If you want to see the scale of this, just look at some charts of annual pneumonia deaths in the US that include numbers from 2020. Same for the flu. Its like people suddenly, miraculously, ceased dying of those causes nationwide. By the thousands (2-3000 for pneumonia, about double that for the flu).

nordic_prince | April 10, 2020 at 8:54 am

Operation Mockingbird – anyone who questions the official narrative will be labeled a “conspiracy theorist.”

nordic_prince | April 10, 2020 at 9:23 am

There may be people who are dying WITH Wuhan virus, but that doesn’t mean they are dying FROM Wuhan virus. It is disingenuous to count them as Covid 19 deaths.

MattLauersNob | April 10, 2020 at 10:30 am

Wuhan deaths should be counted the same way as flu. Old people that have a week to go and are finished off by flu are counted by the underlying condition, not flu.

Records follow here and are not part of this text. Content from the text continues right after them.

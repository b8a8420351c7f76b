use chrono::{DateTime, NaiveDateTime};
use serde::{Deserialize, Serialize};

use crate::{Error, Result};

pub type NoteId = i64;

#[derive(Debug, Clone, PartialEq, Eq, Serialize, Deserialize)]
#[serde(rename_all = "camelCase")]
pub struct Note {
    pub id: NoteId,
    pub resident_name: String,
    pub author_name: String,
    pub content: String,
    pub date_time: String,
}

/// Body of create and update requests. Every field except `id` is replaceable.
#[derive(Debug, Clone, PartialEq, Eq, Serialize, Deserialize)]
#[serde(rename_all = "camelCase")]
pub struct NoteInput {
    pub resident_name: String,
    pub author_name: String,
    pub content: String,
    pub date_time: String,
}

impl NoteInput {
    pub fn validate(&self) -> Result<()> {
        if self.resident_name.trim().is_empty() {
            return Err(Error::Validation("residentName must not be empty".into()));
        }
        if self.author_name.trim().is_empty() {
            return Err(Error::Validation("authorName must not be empty".into()));
        }
        if !is_timestamp(&self.date_time) {
            return Err(Error::Validation(format!(
                "dateTime must be an ISO-8601 timestamp, got '{}'",
                self.date_time
            )));
        }
        Ok(())
    }
}

const OFFSET_FORMATS: [&str; 2] = ["%Y-%m-%dT%H:%M:%S%.f%z", "%Y-%m-%dT%H:%M%z"];
const LOCAL_FORMATS: [&str; 2] = ["%Y-%m-%dT%H:%M:%S%.f", "%Y-%m-%dT%H:%M"];

/// ISO-8601 date and time, seconds optional, with a `Z`, a `±hh[:]mm` offset or no zone.
fn is_timestamp(value: &str) -> bool {
    if DateTime::parse_from_rfc3339(value).is_ok() {
        return true;
    }
    if OFFSET_FORMATS
        .iter()
        .any(|format| DateTime::parse_from_str(value, format).is_ok())
    {
        return true;
    }

    let local = value.strip_suffix('Z').unwrap_or(value);
    LOCAL_FORMATS
        .iter()
        .any(|format| NaiveDateTime::parse_from_str(local, format).is_ok())
}

#[derive(Debug, Default, Deserialize)]
pub struct ListNotesQuery {
    #[serde(rename = "residentName")]
    pub resident_name: Option<String>,
}

impl ListNotesQuery {
    /// An empty filter value means no filter.
    pub fn filter(self) -> Option<String> {
        self.resident_name.filter(|name| !name.is_empty())
    }
}

#[derive(Debug, Serialize, Deserialize)]
pub struct DeleteNoteResponse {
    pub message: String,
}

BierceAmbrose | April 10, 2020 at 4:13 pm

The conspiracy is keeping the data ponints that feed the models obscure, inconsistent and scattered.

What’s R0? Measured different places? Depending on behavior? By demographic?

What’s the antibody detection rate? Projected from sample demo to national demo?

What’s the difference(s) between people who are asympto9matic n not? mild vs severe? hospitalized cases vs. not? fatal vs. not?

What’s the viral load / exposure to actually effect transmission? Actual incubation time before symptoms? Typical time to disease peak? for disease to run its course?

What’s the test availability, coverage of population, result mix (projected by county or similar).

Really, we’d like everybody to shrug off exposure, whether that’s from a vaccine, some lesser exposure, or a course of treatment?

“Hey, I’ve got it: pass the tic-taks.” would be good enough if we could know quickly, easily, reliably whether we’ve got it, and that tic-taks work.

BierceAmbrose | April 10, 2020 at 4:16 pm

On the other hand, maybe we’re better off knowing less.

Myself, I think a culling program to eliminate a genitic vulnerability would be out of hand. BUT, given the over-reach and indifference of our Overlords, maybe we’re better off not knowing, if there is a genetic component.

Right now I think the odds of an undergound having to mobilize to arm the undesirables in their containment zones is, maybe 1 out of 5. But, I’m an opitmist.